**EXERCISE INSTRUCTIONS**
Using the records below, write out again exactly the lines that begin at the line containing "streamed turns feed" and end at the line containing "let (metadata, stream)", and no other lines.

Start of INFORMATION

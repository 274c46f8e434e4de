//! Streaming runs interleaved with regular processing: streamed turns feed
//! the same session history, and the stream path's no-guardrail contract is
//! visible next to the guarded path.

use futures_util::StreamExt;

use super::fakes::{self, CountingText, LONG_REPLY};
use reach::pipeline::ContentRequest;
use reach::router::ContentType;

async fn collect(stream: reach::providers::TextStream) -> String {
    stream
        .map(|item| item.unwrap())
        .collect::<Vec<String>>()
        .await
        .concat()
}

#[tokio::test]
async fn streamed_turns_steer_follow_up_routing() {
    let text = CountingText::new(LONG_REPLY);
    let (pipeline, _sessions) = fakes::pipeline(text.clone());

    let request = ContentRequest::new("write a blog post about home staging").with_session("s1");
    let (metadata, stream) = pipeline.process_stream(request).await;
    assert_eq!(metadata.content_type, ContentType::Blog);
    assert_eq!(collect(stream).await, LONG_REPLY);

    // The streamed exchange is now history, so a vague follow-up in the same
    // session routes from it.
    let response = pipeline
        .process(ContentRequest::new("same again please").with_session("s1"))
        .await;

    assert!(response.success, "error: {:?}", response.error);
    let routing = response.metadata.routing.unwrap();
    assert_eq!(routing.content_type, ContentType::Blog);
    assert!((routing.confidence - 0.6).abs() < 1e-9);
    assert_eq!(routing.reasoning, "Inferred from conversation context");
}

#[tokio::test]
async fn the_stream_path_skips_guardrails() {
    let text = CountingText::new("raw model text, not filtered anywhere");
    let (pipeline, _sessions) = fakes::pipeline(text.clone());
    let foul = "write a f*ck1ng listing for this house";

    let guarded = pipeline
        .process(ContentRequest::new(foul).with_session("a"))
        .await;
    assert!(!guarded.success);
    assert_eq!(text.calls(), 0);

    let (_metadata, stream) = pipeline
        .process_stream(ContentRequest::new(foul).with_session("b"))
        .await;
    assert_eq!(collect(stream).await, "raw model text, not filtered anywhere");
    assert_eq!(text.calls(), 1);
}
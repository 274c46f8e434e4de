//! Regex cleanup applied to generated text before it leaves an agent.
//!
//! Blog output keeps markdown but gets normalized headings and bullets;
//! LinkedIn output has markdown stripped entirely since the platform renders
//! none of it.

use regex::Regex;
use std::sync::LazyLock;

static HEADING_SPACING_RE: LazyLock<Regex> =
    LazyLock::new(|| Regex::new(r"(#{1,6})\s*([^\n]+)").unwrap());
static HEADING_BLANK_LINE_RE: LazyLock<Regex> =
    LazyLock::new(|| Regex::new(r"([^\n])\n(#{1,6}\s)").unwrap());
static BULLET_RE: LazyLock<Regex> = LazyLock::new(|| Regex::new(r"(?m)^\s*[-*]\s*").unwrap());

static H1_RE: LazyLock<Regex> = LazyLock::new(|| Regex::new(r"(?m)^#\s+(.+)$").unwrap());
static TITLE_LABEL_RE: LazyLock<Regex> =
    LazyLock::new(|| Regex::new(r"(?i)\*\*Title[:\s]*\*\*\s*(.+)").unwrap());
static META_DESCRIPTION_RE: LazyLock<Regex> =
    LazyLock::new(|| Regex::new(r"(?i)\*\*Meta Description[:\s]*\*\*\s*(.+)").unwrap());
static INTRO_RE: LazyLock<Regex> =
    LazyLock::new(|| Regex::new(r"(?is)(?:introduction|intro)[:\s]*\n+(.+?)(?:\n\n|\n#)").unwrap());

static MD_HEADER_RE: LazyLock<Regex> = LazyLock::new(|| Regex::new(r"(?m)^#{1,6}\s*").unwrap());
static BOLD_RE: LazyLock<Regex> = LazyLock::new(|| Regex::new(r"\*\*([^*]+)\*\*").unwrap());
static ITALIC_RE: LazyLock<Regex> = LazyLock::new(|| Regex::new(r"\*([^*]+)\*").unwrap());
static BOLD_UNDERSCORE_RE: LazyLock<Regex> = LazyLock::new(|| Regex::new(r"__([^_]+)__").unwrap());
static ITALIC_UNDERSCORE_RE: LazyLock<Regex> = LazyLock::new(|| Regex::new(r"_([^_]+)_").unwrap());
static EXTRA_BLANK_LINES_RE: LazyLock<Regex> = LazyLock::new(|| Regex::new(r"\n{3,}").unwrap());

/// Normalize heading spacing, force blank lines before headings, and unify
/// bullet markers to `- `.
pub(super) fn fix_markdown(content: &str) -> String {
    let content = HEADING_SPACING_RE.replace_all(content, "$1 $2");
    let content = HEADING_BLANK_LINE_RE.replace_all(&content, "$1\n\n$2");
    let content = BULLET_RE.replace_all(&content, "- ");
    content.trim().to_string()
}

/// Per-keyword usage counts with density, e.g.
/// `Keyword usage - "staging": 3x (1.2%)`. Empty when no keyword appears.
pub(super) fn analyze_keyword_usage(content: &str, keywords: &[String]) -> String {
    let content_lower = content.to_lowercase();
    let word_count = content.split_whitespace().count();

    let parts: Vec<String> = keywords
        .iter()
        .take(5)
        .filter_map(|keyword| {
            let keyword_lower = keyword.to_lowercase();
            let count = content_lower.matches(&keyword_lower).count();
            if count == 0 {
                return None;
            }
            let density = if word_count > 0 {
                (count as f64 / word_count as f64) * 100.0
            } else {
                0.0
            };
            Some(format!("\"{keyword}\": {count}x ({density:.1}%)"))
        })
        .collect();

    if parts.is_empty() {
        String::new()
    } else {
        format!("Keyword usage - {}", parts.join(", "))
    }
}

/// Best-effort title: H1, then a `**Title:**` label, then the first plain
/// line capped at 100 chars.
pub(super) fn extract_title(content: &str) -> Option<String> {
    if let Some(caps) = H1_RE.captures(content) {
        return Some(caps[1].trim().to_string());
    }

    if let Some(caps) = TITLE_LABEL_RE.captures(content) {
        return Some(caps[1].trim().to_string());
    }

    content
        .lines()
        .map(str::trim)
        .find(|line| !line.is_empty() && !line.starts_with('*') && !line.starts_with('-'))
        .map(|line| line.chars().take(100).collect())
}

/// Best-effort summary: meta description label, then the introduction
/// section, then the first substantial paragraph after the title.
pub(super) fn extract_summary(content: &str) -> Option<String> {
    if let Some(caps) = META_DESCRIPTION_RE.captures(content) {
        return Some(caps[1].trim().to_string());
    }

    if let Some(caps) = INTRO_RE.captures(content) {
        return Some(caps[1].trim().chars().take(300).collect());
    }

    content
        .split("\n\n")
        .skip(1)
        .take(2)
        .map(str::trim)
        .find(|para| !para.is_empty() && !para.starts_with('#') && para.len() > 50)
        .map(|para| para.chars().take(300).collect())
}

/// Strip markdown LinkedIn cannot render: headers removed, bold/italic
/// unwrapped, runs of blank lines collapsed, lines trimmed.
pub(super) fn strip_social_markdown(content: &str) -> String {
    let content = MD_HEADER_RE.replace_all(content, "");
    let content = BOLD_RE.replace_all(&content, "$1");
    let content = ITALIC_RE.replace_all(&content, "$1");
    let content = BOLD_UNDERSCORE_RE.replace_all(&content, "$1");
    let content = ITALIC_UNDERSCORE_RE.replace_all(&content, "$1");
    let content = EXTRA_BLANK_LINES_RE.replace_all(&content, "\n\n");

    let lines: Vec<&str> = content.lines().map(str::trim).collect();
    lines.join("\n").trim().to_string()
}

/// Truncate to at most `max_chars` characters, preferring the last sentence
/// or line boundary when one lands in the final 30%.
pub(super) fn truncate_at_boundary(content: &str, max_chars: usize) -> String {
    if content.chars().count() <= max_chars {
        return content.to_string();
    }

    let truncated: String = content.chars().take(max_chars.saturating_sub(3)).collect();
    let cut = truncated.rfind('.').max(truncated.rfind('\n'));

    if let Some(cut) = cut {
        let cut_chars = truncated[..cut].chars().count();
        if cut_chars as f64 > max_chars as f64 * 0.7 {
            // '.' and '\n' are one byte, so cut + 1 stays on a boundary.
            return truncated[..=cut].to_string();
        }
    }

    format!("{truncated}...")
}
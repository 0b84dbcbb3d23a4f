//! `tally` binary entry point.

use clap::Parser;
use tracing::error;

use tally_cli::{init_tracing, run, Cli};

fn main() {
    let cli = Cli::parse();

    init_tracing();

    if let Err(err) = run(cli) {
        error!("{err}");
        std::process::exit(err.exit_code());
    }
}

End of INFORMATION
Start of INFORMATION

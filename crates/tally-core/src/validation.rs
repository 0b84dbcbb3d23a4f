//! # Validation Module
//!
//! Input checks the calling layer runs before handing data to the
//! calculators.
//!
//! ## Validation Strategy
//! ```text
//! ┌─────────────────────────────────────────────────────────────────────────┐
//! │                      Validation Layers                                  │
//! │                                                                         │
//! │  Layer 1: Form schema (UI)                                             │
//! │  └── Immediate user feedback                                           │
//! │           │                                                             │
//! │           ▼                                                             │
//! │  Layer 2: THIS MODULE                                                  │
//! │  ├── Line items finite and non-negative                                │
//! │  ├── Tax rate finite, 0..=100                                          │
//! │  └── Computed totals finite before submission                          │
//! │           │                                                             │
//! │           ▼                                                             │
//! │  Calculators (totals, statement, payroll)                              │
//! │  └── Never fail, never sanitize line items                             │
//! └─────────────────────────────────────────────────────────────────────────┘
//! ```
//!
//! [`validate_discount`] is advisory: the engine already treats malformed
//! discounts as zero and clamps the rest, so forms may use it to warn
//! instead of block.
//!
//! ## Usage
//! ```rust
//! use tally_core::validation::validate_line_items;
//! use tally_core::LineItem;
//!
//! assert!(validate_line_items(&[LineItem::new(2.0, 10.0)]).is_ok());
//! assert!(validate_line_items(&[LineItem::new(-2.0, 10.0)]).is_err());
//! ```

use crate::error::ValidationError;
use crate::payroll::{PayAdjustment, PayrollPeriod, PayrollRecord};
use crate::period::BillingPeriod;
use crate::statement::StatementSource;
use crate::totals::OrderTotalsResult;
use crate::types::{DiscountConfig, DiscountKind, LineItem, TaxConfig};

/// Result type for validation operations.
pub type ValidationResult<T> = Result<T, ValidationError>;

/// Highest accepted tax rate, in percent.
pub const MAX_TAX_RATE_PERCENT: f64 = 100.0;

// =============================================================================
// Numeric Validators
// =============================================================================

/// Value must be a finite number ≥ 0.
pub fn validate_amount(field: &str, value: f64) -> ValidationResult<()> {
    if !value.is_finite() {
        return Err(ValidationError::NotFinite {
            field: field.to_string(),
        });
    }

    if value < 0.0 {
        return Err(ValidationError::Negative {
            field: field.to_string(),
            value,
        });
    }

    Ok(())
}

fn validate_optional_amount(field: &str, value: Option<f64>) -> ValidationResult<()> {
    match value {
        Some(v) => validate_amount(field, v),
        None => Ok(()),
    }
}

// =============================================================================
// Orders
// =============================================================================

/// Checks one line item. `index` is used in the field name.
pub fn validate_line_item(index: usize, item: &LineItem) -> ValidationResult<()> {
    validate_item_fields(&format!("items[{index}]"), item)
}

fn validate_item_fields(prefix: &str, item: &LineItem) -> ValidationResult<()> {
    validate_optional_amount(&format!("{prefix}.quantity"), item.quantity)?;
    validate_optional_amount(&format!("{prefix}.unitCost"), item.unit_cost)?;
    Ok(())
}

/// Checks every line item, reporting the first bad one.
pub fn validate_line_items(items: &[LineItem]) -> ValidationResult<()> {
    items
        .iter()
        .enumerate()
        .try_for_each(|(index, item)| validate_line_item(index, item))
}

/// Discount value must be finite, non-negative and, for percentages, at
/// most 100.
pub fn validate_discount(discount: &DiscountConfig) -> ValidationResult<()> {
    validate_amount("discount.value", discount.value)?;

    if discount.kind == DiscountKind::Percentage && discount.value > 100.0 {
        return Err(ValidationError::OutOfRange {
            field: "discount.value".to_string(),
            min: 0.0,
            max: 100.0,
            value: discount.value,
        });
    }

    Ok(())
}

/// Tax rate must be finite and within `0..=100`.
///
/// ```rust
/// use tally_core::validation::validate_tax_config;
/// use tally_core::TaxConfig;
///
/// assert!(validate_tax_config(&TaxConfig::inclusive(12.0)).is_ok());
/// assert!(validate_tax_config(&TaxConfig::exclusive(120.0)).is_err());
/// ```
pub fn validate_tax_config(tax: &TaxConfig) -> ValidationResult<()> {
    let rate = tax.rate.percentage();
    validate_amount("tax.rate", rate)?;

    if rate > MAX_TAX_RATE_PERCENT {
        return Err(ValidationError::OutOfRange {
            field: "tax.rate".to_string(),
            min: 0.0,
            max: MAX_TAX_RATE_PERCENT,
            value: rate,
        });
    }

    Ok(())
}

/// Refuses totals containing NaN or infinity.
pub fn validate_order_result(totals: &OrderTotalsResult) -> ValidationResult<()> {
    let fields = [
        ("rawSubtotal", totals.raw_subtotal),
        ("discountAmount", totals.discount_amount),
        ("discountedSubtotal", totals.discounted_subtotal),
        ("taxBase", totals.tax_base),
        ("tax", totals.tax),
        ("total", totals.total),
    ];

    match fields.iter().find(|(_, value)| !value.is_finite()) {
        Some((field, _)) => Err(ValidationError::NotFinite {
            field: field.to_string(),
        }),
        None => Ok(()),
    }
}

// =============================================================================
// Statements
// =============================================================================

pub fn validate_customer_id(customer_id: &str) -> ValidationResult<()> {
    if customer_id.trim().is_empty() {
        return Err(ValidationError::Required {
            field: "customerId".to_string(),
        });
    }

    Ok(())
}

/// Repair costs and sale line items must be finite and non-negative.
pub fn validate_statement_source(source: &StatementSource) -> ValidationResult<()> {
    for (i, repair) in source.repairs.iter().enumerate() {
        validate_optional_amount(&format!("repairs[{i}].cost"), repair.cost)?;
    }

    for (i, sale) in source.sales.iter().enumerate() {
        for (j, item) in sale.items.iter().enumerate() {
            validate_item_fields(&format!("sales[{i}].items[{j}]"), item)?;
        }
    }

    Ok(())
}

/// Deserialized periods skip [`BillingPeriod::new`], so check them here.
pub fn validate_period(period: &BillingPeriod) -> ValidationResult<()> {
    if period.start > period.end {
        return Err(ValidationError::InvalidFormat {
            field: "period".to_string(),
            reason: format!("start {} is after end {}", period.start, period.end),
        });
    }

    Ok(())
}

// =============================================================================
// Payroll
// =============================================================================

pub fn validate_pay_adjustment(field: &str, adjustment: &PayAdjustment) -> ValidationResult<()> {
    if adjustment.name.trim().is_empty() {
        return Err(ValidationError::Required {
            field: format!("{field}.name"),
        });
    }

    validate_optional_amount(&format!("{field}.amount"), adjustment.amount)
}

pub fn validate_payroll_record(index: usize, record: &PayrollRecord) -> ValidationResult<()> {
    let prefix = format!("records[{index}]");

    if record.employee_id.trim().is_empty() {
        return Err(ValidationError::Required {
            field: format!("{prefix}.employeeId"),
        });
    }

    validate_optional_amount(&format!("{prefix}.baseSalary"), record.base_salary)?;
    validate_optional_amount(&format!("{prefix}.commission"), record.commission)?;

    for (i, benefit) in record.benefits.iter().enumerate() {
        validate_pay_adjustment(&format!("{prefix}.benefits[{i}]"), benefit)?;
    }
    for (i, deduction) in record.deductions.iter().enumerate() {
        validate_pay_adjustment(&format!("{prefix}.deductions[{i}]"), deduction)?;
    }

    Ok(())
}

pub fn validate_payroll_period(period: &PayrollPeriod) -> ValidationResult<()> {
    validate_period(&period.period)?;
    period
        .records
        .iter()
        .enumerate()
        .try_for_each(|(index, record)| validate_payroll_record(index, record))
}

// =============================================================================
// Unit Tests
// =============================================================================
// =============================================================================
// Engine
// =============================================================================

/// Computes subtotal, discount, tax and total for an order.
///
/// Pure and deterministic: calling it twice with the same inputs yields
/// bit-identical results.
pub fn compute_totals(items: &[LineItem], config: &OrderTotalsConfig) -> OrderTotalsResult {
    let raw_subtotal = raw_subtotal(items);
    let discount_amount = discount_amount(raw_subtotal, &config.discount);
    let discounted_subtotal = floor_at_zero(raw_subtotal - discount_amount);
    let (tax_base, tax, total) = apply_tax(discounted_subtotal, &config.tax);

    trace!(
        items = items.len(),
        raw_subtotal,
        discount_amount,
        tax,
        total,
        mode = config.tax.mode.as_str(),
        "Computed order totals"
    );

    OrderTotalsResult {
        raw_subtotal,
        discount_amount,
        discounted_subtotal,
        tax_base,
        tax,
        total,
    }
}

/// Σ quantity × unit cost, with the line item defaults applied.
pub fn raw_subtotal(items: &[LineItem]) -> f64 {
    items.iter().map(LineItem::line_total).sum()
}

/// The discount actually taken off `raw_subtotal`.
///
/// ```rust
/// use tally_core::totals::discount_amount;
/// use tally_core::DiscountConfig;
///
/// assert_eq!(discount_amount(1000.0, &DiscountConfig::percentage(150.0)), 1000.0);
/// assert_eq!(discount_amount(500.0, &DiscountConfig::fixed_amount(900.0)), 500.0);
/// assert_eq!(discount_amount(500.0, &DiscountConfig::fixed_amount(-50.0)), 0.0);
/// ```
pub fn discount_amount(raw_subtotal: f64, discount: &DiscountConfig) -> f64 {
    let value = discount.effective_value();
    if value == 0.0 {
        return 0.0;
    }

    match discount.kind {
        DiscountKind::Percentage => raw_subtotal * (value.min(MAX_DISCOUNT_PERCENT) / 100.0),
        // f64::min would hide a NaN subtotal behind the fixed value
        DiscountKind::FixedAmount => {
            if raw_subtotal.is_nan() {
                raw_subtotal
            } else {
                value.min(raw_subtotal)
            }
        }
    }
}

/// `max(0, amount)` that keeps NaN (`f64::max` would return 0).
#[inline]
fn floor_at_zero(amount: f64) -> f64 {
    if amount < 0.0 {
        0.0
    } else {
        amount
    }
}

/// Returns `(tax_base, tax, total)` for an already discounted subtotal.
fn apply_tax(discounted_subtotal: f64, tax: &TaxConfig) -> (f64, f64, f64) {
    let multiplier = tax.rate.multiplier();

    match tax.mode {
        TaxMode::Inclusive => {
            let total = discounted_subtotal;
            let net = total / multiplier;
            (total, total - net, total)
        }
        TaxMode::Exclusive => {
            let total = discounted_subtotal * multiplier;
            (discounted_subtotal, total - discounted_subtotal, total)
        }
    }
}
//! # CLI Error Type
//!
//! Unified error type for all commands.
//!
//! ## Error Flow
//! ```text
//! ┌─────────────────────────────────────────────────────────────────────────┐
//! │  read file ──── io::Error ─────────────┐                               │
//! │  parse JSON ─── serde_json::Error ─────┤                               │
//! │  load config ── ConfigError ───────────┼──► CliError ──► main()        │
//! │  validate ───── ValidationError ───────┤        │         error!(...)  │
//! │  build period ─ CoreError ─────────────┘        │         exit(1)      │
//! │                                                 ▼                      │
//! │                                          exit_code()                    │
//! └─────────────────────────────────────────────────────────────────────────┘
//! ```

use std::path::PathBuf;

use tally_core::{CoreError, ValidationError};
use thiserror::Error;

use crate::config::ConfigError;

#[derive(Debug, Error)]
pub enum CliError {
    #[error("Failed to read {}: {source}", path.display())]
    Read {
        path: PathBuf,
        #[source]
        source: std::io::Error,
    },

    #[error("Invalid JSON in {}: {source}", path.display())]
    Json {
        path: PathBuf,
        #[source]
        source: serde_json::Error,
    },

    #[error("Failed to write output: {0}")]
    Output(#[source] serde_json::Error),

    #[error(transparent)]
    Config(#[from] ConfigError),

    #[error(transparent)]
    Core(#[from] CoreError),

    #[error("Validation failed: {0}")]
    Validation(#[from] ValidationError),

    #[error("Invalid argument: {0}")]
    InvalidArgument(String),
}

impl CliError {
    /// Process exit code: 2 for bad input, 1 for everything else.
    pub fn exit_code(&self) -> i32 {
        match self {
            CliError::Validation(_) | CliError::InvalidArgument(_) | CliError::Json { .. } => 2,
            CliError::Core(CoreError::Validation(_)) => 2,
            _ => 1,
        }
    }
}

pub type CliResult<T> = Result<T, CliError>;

End of INFORMATION
Start of INFORMATION

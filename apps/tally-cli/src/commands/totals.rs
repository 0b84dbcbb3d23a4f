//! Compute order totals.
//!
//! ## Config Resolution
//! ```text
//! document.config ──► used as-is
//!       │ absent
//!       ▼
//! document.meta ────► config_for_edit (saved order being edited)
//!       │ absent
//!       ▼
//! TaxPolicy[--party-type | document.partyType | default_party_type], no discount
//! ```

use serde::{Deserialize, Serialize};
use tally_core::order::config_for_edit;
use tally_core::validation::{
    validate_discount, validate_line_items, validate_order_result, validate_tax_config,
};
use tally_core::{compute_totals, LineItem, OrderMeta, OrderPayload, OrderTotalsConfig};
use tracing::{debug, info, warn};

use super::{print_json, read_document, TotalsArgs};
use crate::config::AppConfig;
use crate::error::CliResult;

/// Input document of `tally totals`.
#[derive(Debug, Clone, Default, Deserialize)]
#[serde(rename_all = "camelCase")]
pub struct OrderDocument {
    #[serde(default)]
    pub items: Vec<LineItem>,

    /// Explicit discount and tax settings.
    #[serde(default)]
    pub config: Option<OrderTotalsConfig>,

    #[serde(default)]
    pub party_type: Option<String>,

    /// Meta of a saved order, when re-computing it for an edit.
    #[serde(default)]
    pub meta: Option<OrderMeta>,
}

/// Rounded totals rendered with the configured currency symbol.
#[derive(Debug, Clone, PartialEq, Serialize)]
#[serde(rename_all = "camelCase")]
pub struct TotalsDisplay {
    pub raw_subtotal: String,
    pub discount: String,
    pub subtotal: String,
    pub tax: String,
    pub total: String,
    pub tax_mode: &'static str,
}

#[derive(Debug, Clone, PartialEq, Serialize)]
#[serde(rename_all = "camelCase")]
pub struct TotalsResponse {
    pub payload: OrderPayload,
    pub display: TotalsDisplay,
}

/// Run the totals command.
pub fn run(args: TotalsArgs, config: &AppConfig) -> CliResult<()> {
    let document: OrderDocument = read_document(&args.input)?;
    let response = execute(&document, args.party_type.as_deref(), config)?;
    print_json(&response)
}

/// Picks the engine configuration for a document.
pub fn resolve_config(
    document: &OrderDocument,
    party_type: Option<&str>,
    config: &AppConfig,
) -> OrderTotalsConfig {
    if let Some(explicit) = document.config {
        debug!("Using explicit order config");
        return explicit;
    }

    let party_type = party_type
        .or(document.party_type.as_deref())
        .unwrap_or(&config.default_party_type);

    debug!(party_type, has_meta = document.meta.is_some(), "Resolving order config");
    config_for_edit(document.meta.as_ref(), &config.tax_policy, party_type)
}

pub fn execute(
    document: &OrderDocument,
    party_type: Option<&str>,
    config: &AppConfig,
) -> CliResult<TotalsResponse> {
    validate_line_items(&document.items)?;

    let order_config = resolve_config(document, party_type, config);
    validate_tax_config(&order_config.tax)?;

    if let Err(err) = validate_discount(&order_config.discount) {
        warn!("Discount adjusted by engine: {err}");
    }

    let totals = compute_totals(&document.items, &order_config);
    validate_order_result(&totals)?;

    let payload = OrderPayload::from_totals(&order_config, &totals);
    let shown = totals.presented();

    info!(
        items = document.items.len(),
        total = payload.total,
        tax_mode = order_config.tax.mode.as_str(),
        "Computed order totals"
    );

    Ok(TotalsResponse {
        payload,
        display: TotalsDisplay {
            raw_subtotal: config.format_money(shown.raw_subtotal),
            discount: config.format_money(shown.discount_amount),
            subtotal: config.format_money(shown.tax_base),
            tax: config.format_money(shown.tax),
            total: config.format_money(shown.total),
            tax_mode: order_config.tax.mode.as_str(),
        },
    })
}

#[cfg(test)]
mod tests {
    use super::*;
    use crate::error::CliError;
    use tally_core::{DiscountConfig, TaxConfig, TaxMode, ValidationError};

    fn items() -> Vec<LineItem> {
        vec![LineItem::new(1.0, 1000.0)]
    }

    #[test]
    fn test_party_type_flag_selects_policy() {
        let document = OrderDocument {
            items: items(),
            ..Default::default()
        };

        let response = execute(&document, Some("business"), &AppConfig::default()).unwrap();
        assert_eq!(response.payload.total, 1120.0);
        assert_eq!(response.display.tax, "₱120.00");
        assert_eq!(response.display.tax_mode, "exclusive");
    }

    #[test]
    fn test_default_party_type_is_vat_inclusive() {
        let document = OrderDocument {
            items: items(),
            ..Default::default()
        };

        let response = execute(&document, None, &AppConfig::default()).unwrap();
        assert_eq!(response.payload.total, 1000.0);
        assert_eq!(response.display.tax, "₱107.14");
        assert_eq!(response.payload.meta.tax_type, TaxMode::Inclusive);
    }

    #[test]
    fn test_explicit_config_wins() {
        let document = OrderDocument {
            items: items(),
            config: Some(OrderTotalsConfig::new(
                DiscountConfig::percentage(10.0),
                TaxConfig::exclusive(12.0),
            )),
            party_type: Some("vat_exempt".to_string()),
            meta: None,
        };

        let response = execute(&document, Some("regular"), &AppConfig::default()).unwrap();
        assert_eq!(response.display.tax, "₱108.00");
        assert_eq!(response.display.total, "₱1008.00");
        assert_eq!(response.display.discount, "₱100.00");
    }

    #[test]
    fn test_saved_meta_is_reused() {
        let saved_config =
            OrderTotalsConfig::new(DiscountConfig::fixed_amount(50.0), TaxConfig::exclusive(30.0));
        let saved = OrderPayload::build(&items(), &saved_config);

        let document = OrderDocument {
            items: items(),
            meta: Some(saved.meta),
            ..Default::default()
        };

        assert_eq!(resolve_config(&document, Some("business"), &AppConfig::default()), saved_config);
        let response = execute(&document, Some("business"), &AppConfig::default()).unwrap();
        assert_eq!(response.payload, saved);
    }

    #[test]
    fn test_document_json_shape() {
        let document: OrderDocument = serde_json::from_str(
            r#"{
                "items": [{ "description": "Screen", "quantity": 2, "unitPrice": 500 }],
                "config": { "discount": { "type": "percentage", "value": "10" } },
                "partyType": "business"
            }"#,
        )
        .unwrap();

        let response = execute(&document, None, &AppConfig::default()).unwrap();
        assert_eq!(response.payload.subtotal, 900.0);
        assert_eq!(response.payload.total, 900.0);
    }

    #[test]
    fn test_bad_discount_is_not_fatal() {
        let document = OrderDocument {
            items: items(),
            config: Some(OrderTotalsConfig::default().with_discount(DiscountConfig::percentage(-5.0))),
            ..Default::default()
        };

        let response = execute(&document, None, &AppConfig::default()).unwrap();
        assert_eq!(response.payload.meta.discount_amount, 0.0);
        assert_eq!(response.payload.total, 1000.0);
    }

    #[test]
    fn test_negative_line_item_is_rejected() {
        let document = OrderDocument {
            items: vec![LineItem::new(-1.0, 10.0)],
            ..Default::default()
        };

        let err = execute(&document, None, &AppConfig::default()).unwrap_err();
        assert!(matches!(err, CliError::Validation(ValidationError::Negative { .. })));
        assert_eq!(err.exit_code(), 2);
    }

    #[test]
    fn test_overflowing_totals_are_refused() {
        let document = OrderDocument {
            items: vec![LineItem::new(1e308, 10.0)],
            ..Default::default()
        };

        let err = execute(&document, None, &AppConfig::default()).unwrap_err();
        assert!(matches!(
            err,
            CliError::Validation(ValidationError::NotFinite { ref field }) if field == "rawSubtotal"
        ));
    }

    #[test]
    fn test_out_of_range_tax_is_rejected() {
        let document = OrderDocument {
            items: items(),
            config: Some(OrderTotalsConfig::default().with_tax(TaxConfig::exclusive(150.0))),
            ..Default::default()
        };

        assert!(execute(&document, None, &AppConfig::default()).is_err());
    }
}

End of INFORMATION

**EXERCISE ANSWER**
//! Streaming runs interleaved with regular processing: streamed turns feed
//! the same session history, and the stream path's no-guardrail contract is
//! visible next to the guarded path.

use futures_util::StreamExt;

use super::fakes::{self, CountingText, LONG_REPLY};
use reach::pipeline::ContentRequest;
use reach::router::ContentType;

async fn collect(stream: reach::providers::TextStream) -> String {
    stream
        .map(|item| item.unwrap())
        .collect::<Vec<String>>()
        .await
        .concat()
}

#[tokio::test]
async fn streamed_turns_steer_follow_up_routing() {
    let text = CountingText::new(LONG_REPLY);
    let (pipeline, _sessions) = fakes::pipeline(text.clone());

    let request = ContentRequest::new("write a blog post about home staging").with_session("s1");
    let (metadata, stream) = pipeline.process_stream(request).await;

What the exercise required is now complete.